== Prompt ==
Print, in exact form, the lines below from the one containing "error to signal" through the one containing "was used incorrectly", and omit all others.

== Dataset entries ==
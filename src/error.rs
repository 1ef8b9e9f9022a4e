//! Error types and handling for the HTTP/3 frame codec.

use serde::{Deserialize, Serialize};
use std::fmt;

/// Result type alias for codec operations.
pub type H3Result<T> = Result<T, H3Error>;

/// HTTP/3 error codes (RFC 9114 §8.1, RFC 9204 §6).
#[derive(Debug, Clone, Copy, PartialEq, Eq, Hash, Serialize, Deserialize)]
#[repr(u64)]
pub enum H3ErrorCode {
    /// No error, used when closing without an error to signal
    NoError = 0x0100,
    /// Peer violated the protocol in a way not covered by a more specific code
    GeneralProtocolError = 0x0101,
    /// Internal error in the HTTP stack
    InternalError = 0x0102,
    /// Peer created a stream that will not be accepted
    StreamCreationError = 0x0103,
    /// A stream required by the connection was closed or reset
    ClosedCriticalStream = 0x0104,
    /// A frame was received that is not permitted in the current state or on the current stream
    FrameUnexpected = 0x0105,
    /// A frame fails to satisfy layout requirements or has an invalid size
    FrameError = 0x0106,
    /// Peer is exhibiting behavior that might be generating excessive load
    ExcessiveLoad = 0x0107,
    /// A stream or push ID was used incorrectly
    IdError = 0x0108,
    /// An error was detected in the payload of a SETTINGS frame
    SettingsError = 0x0109,
    /// No SETTINGS frame was received at the beginning of the control stream
    MissingSettings = 0x010a,
    /// A server rejected a request without performing any application processing
    RequestRejected = 0x010b,
    /// The request or its response is cancelled
    RequestCancelled = 0x010c,
    /// The client's stream terminated without containing a fully formed request
    RequestIncomplete = 0x010d,
    /// An HTTP message was malformed and cannot be processed
    MessageError = 0x010e,
    /// The TCP connection established in response to a CONNECT request was reset
    ConnectError = 0x010f,
    /// The requested operation cannot be served over HTTP/3
    VersionFallback = 0x0110,
    /// The decoder failed to interpret an encoded field section
    QpackDecompressionFailed = 0x0200,
    /// The decoder failed to interpret an encoder instruction
    QpackEncoderStreamError = 0x0201,
    /// The encoder failed to interpret a decoder instruction
    QpackDecoderStreamError = 0x0202,
}

impl H3ErrorCode {
    /// Wire value of this error code.
    pub const fn code(self) -> u64 {
        self as u64
    }

    /// Parse a wire error code.
    pub fn from_code(code: u64) -> Option<Self> {
        let code = match code {
            0x0100 => H3ErrorCode::NoError,
            0x0101 => H3ErrorCode::GeneralProtocolError,
            0x0102 => H3ErrorCode::InternalError,
            0x0103 => H3ErrorCode::StreamCreationError,
            0x0104 => H3ErrorCode::ClosedCriticalStream,
            0x0105 => H3ErrorCode::FrameUnexpected,
            0x0106 => H3ErrorCode::FrameError,
            0x0107 => H3ErrorCode::ExcessiveLoad,
            0x0108 => H3ErrorCode::IdError,
            0x0109 => H3ErrorCode::SettingsError,
            0x010a => H3ErrorCode::MissingSettings,
            0x010b => H3ErrorCode::RequestRejected,
            0x010c => H3ErrorCode::RequestCancelled,
            0x010d => H3ErrorCode::RequestIncomplete,
            0x010e => H3ErrorCode::MessageError,
            0x010f => H3ErrorCode::ConnectError,
            0x0110 => H3ErrorCode::VersionFallback,
            0x0200 => H3ErrorCode::QpackDecompressionFailed,
            0x0201 => H3ErrorCode::QpackEncoderStreamError,
            0x0202 => H3ErrorCode::QpackDecoderStreamError,
            _ => return None,
        };
        Some(code)
    }

    /// Registry name, e.g. `H3_FRAME_UNEXPECTED`.
    pub const fn as_str(self) -> &'static str {
        match self {
            H3ErrorCode::NoError => "H3_NO_ERROR",
            H3ErrorCode::GeneralProtocolError => "H3_GENERAL_PROTOCOL_ERROR",
            H3ErrorCode::InternalError => "H3_INTERNAL_ERROR",
            H3ErrorCode::StreamCreationError => "H3_STREAM_CREATION_ERROR",
            H3ErrorCode::ClosedCriticalStream => "H3_CLOSED_CRITICAL_STREAM",
            H3ErrorCode::FrameUnexpected => "H3_FRAME_UNEXPECTED",
            H3ErrorCode::FrameError => "H3_FRAME_ERROR",
            H3ErrorCode::ExcessiveLoad => "H3_EXCESSIVE_LOAD",
            H3ErrorCode::IdError => "H3_ID_ERROR",
            H3ErrorCode::SettingsError => "H3_SETTINGS_ERROR",
            H3ErrorCode::MissingSettings => "H3_MISSING_SETTINGS",
            H3ErrorCode::RequestRejected => "H3_REQUEST_REJECTED",
            H3ErrorCode::RequestCancelled => "H3_REQUEST_CANCELLED",
            H3ErrorCode::RequestIncomplete => "H3_REQUEST_INCOMPLETE",
            H3ErrorCode::MessageError => "H3_MESSAGE_ERROR",
            H3ErrorCode::ConnectError => "H3_CONNECT_ERROR",
            H3ErrorCode::VersionFallback => "H3_VERSION_FALLBACK",
            H3ErrorCode::QpackDecompressionFailed => "QPACK_DECOMPRESSION_FAILED",
            H3ErrorCode::QpackEncoderStreamError => "QPACK_ENCODER_STREAM_ERROR",
            H3ErrorCode::QpackDecoderStreamError => "QPACK_DECODER_STREAM_ERROR",
        }
    }
}

impl fmt::Display for H3ErrorCode {
    fn fmt(&self, f: &mut fmt::Formatter<'_>) -> fmt::Result {
        write!(f, "{} (0x{:x})", self.as_str(), self.code())
    }
}

/// Main error type for codec operations.
#[derive(Debug, thiserror::Error)]
pub enum H3Error {
    /// Fatal protocol error; the connection must be closed with `code`
    #[error("connection error {code}: {reason}")]
    Connection { code: H3ErrorCode, reason: String },

    /// Variable-length integer errors
    #[error("varint error: {0}")]
    VarInt(#[from] VarIntError),

    /// Header compression errors
    #[error("header compression error: {0}")]
    Qpack(#[from] QpackError),

    /// Configuration errors
    #[error("configuration error: {0}")]
    Config(String),
}

/// Variable-length integer errors.
#[derive(Debug, Clone, Copy, PartialEq, Eq, thiserror::Error)]
pub enum VarIntError {
    /// Not enough bytes buffered to finish the integer; retry with more input
    #[error("insufficient data: need {needed} bytes")]
    InsufficientData { needed: usize },

    #[error("value {0} exceeds the varint range")]
    ValueOutOfRange(u64),
}

/// Errors reported by a header compression collaborator.
#[derive(Debug, Clone, PartialEq, Eq, thiserror::Error)]
pub enum QpackError {
    #[error("truncated field section")]
    Truncated,

    #[error("integer overflow in prefixed integer")]
    IntegerOverflow,

    #[error("unsupported field line representation: 0x{0:02x}")]
    UnsupportedRepresentation(u8),

    #[error("field section references dynamic table (required insert count {0})")]
    DynamicTableReference(u64),
}

impl H3Error {
    /// Create a fatal connection error
    pub fn connection<T: fmt::Display>(code: H3ErrorCode, reason: T) -> Self {
        H3Error::Connection {
            code,
            reason: reason.to_string(),
        }
    }

    /// Create a new configuration error
    pub fn config<T: fmt::Display>(msg: T) -> Self {
        H3Error::Config(msg.to_string())
    }

    /// Error code to close the connection with, if this error is fatal.
    pub fn code(&self) -> Option<H3ErrorCode> {
        match self {
            H3Error::Connection { code, .. } => Some(*code),
            H3Error::VarInt(VarIntError::ValueOutOfRange(_)) => Some(H3ErrorCode::InternalError),
            H3Error::Qpack(_) => Some(H3ErrorCode::QpackDecompressionFailed),
            H3Error::VarInt(VarIntError::InsufficientData { .. }) | H3Error::Config(_) => None,
        }
    }

    /// Check if this error is recoverable
    pub fn is_recoverable(&self) -> bool {
        matches!(self, H3Error::VarInt(VarIntError::InsufficientData { .. }))
    }

    /// Check if this error should trigger a connection close
    pub fn should_close_connection(&self) -> bool {
        self.code().is_some()
    }
}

== The answer ==
    /// No error, used when closing without an error to signal
    NoError = 0x0100,
    /// Peer violated the protocol in a way not covered by a more specific code
    GeneralProtocolError = 0x0101,
    /// Internal error in the HTTP stack
    InternalError = 0x0102,
    /// Peer created a stream that will not be accepted
    StreamCreationError = 0x0103,
    /// A stream required by the connection was closed or reset
    ClosedCriticalStream = 0x0104,
    /// A frame was received that is not permitted in the current state or on the current stream
    FrameUnexpected = 0x0105,
    /// A frame fails to satisfy layout requirements or has an invalid size
    FrameError = 0x0106,
    /// Peer is exhibiting behavior that might be generating excessive load
    ExcessiveLoad = 0x0107,
    /// A stream or push ID was used incorrectly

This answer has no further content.